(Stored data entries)
# # #

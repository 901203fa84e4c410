//! Round controller: fetch → settle → publish → persist for one round.
//!
//! The controller owns the collaborators around the pure calculator:
//! it snapshots upstream state, runs `settle`, publishes the result to the
//! live projection and writes it to the durable store bets-first, then
//! players, then the round's completion record.
//!
//! At most one settlement per round is in flight at a time. When
//! persistence fails, the computed settlement is kept (in memory and in
//! the journal) and the next attempt re-persists it rather than
//! recomputing from partially updated balances.

use chrono::Utc;
use std::collections::{HashMap, HashSet};
use std::future::Future;
use std::sync::{Arc, Mutex};
use std::time::Duration;
use tokio::sync::Mutex as AsyncMutex;
use tracing::{error, info, warn};

use crate::engine::settlement::{settle, Settlement, SettlementSummary};
use crate::projection::Projection;
use crate::rules::RuleTables;
use crate::storage::{Journal, RoundSource, SettlementStore};
use crate::types::{Outcome, Player, RoundError};

// ---------------------------------------------------------------------------
// Retry policy
// ---------------------------------------------------------------------------

/// Per-record retry with exponential backoff.
#[derive(Debug, Clone, PartialEq)]
pub struct RetryPolicy {
    /// Total attempts per record, including the first.
    pub max_attempts: u32,
    pub initial_backoff: Duration,
    pub max_backoff: Duration,
}

impl Default for RetryPolicy {
    fn default() -> Self {
        Self {
            max_attempts: 3,
            initial_backoff: Duration::from_millis(200),
            max_backoff: Duration::from_secs(5),
        }
    }
}

impl RetryPolicy {
    /// A single attempt, no retries.
    pub fn none() -> Self {
        Self {
            max_attempts: 1,
            initial_backoff: Duration::ZERO,
            max_backoff: Duration::ZERO,
        }
    }

    /// Delay before retry number `retry` (1-based).
    pub fn backoff(&self, retry: u32) -> Duration {
        let factor = 2u32.saturating_pow(retry.saturating_sub(1));
        self.initial_backoff
            .saturating_mul(factor)
            .min(self.max_backoff)
    }
}

// ---------------------------------------------------------------------------
// Reports
// ---------------------------------------------------------------------------

/// What happened to a round after a settlement attempt.
#[derive(Debug, Clone, PartialEq)]
pub enum RoundOutcome {
    /// Every record persisted and the completion record written.
    Settled(RoundReport),
    /// The round has no winning number yet; nothing was done.
    Unresolved,
    /// The completion record already exists; nothing was done.
    AlreadySettled,
}

#[derive(Debug, Clone, PartialEq)]
pub struct RoundReport {
    pub round_id: String,
    pub winning_number: Outcome,
    pub players: usize,
    pub bets: usize,
    pub summary: SettlementSummary,
    pub settled_at: chrono::DateTime<Utc>,
    /// True when this attempt re-persisted an earlier computation.
    pub resumed: bool,
}

// ---------------------------------------------------------------------------
// Controller
// ---------------------------------------------------------------------------

pub struct RoundController {
    source: Arc<dyn RoundSource>,
    store: Arc<dyn SettlementStore>,
    projection: Arc<dyn Projection>,
    rules: Arc<RuleTables>,
    retry: RetryPolicy,
    journal: Option<Journal>,
    in_flight: Mutex<HashSet<String>>,
    pending: AsyncMutex<HashMap<String, Settlement>>,
}

/// Releases a round's in-flight claim on drop.
struct RoundClaim<'a> {
    in_flight: &'a Mutex<HashSet<String>>,
    round_id: String,
}

impl Drop for RoundClaim<'_> {
    fn drop(&mut self) {
        let mut rounds = self.in_flight.lock().unwrap_or_else(|e| e.into_inner());
        rounds.remove(&self.round_id);
    }
}

impl RoundController {
    pub fn new(
        source: Arc<dyn RoundSource>,
        store: Arc<dyn SettlementStore>,
        projection: Arc<dyn Projection>,
        rules: Arc<RuleTables>,
    ) -> Self {
        Self {
            source,
            store,
            projection,
            rules,
            retry: RetryPolicy::default(),
            journal: None,
            in_flight: Mutex::new(HashSet::new()),
            pending: AsyncMutex::new(HashMap::new()),
        }
    }

    pub fn with_retry(mut self, retry: RetryPolicy) -> Self {
        self.retry = retry;
        self
    }

    pub fn with_journal(mut self, journal: Journal) -> Self {
        self.journal = Some(journal);
        self
    }

    /// Rounds whose settlement is computed but not fully persisted.
    pub async fn pending_rounds(&self) -> Vec<String> {
        let mut ids: Vec<String> = self.pending.lock().await.keys().cloned().collect();
        ids.sort();
        ids
    }

    /// Reload journaled settlements so their persistence can be resumed.
    ///
    /// Entries whose round already carries a completion record are stale
    /// and are dropped. Returns the number of settlements awaiting
    /// persistence afterwards.
    pub async fn recover(&self) -> anyhow::Result<usize> {
        let Some(journal) = &self.journal else {
            return Ok(0);
        };

        let mut recovered = Vec::new();
        for settlement in journal.load_all()? {
            let round = self.source.fetch_round(&settlement.round_id).await?;
            if round.as_ref().map_or(true, |r| r.is_settled()) {
                info!(round_id = %settlement.round_id, "Discarding stale journal entry");
                journal.remove(&settlement.round_id)?;
                continue;
            }
            info!(round_id = %settlement.round_id, "Recovered settlement from journal");
            recovered.push(settlement);
        }

        let mut pending = self.pending.lock().await;
        for settlement in recovered {
            pending
                .entry(settlement.round_id.clone())
                .or_insert(settlement);
        }
        Ok(pending.len())
    }

    /// Settle every round that has a winning number but no completion
    /// record, resuming parked settlements first. Each round is attempted
    /// independently; one failure does not stop the others.
    pub async fn settle_ready(&self) -> Result<Vec<(String, Result<RoundOutcome, RoundError>)>, RoundError> {
        let awaiting = self
            .source
            .rounds_awaiting_settlement()
            .await
            .map_err(RoundError::Upstream)?;

        // Parked settlements go first so the rounds they block can follow.
        let mut round_ids = self.pending_rounds().await;
        for id in awaiting {
            if !round_ids.contains(&id) {
                round_ids.push(id);
            }
        }

        let mut results = Vec::with_capacity(round_ids.len());
        for round_id in round_ids {
            let result = self.settle_round(&round_id).await;
            if let Err(e) = &result {
                error!(round_id = %round_id, error = %e, "Round settlement failed");
            }
            results.push((round_id, result));
        }
        Ok(results)
    }

    /// Settle a single round.
    pub async fn settle_round(&self, round_id: &str) -> Result<RoundOutcome, RoundError> {
        let _claim = self.claim(round_id)?;

        let parked = self.pending.lock().await.remove(round_id);
        if let Some(settlement) = parked {
            info!(round_id, "Resuming persistence of computed settlement");
            return self.commit(settlement, true).await;
        }

        let round = self
            .source
            .fetch_round(round_id)
            .await
            .map_err(RoundError::Upstream)?
            .ok_or_else(|| RoundError::RoundNotFound(round_id.to_string()))?;

        if round.is_settled() {
            info!(round_id, "Round already settled");
            return Ok(RoundOutcome::AlreadySettled);
        }
        if !round.is_resolved() {
            info!(round_id, "Round has no winning number yet");
            return Ok(RoundOutcome::Unresolved);
        }

        let players = self
            .source
            .fetch_players(round_id)
            .await
            .map_err(RoundError::Upstream)?;
        self.check_not_blocked(round_id, &players).await?;
        let bets = self
            .source
            .fetch_bets(round_id)
            .await
            .map_err(RoundError::Upstream)?;

        info!(
            round_id,
            players = players.len(),
            bets = bets.len(),
            "Starting round settlement"
        );

        match settle(&round, players, bets, &self.rules)? {
            Some(settlement) => self.commit(settlement, false).await,
            None => Ok(RoundOutcome::Unresolved),
        }
    }

    /// A parked settlement carries absolute balances for its players.
    /// Settling another round for any of them before it lands would be
    /// overwritten when it does.
    async fn check_not_blocked(&self, round_id: &str, players: &[Player]) -> Result<(), RoundError> {
        let pending = self.pending.lock().await;
        for parked in pending.values() {
            if let Some(player) = players.iter().find(|p| parked.player(&p.id).is_some()) {
                warn!(
                    round_id,
                    blocked_by = %parked.round_id,
                    player_id = %player.id,
                    "Round blocked by unpersisted settlement"
                );
                return Err(RoundError::Blocked {
                    round_id: round_id.to_string(),
                    pending_round: parked.round_id.clone(),
                });
            }
        }
        Ok(())
    }

    fn claim(&self, round_id: &str) -> Result<RoundClaim<'_>, RoundError> {
        let mut rounds = self.in_flight.lock().unwrap_or_else(|e| e.into_inner());
        if !rounds.insert(round_id.to_string()) {
            return Err(RoundError::InFlight(round_id.to_string()));
        }
        Ok(RoundClaim {
            in_flight: &self.in_flight,
            round_id: round_id.to_string(),
        })
    }

    /// Journal, publish, then persist. Nothing is written unless the
    /// journal entry (when configured) is in place. On persistence failure
    /// the settlement is parked for the next attempt.
    async fn commit(&self, settlement: Settlement, resumed: bool) -> Result<RoundOutcome, RoundError> {
        if let Some(journal) = &self.journal {
            if let Err(source) = journal.record(&settlement) {
                error!(round_id = %settlement.round_id, error = %source, "Failed to journal settlement");
                let record = format!("journal {}", settlement.round_id);
                if resumed {
                    self.pending
                        .lock()
                        .await
                        .insert(settlement.round_id.clone(), settlement);
                }
                return Err(RoundError::Persistence { record, source });
            }
        }

        self.projection.publish_bets(&settlement.bets).await;
        self.projection.publish_players(&settlement.players).await;

        let settled_at = match self.persist(&settlement).await {
            Ok(at) => at,
            Err(e) => {
                warn!(
                    round_id = %settlement.round_id,
                    error = %e,
                    "Persistence incomplete, settlement kept for retry"
                );
                self.pending
                    .lock()
                    .await
                    .insert(settlement.round_id.clone(), settlement);
                return Err(e);
            }
        };

        if let Some(journal) = &self.journal {
            if let Err(e) = journal.remove(&settlement.round_id) {
                warn!(round_id = %settlement.round_id, error = %e, "Failed to clear journal entry");
            }
        }

        let report = RoundReport {
            round_id: settlement.round_id,
            winning_number: settlement.winning_number,
            players: settlement.players.len(),
            bets: settlement.bets.len(),
            summary: settlement.summary,
            settled_at,
            resumed,
        };

        info!(
            round_id = %report.round_id,
            winning_number = report.winning_number.value(),
            players = report.players,
            bets = report.bets,
            house_net = format!("${:.2}", report.summary.house_net()),
            resumed,
            "Round results calculated and saved"
        );

        Ok(RoundOutcome::Settled(report))
    }

    /// Bets first, then players, then the completion record.
    async fn persist(&self, settlement: &Settlement) -> Result<chrono::DateTime<Utc>, RoundError> {
        for bet in &settlement.bets {
            let update = bet.to_update();
            self.retrying(format!("bet {}", bet.id), || {
                self.store.update_bet(&bet.id, &update)
            })
            .await?;
        }

        for player in &settlement.players {
            let update = player.to_update();
            self.retrying(format!("player {}", player.id), || {
                self.store.update_player(&player.id, &update)
            })
            .await?;
        }

        let settled_at = Utc::now();
        self.retrying(format!("round {}", settlement.round_id), || {
            self.store.mark_round_settled(&settlement.round_id, settled_at)
        })
        .await?;

        Ok(settled_at)
    }

    async fn retrying<F, Fut>(&self, record: String, mut write: F) -> Result<(), RoundError>
    where
        F: FnMut() -> Fut,
        Fut: Future<Output = anyhow::Result<()>>,
    {
        let max_attempts = self.retry.max_attempts.max(1);
        let mut attempt = 1;
        loop {
            match write().await {
                Ok(()) => return Ok(()),
                Err(e) if attempt < max_attempts => {
                    let delay = self.retry.backoff(attempt);
                    warn!(
                        record = %record,
                        attempt,
                        delay_ms = delay.as_millis() as u64,
                        error = %e,
                        "Write failed, retrying"
                    );
                    tokio::time::sleep(delay).await;
                    attempt += 1;
                }
                Err(source) => return Err(RoundError::Persistence { record, source }),
            }
        }
    }
}

// ---------------------------------------------------------------------------
// Tests
// ---------------------------------------------------------------------------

# # #

▶ **What needs to be done**: Where in the records above does the word "tokio" appear? Copy each line that holds it.

▶ **Answer space**:
use tokio::sync::Mutex as AsyncMutex;
                    tokio::time::sleep(delay).await;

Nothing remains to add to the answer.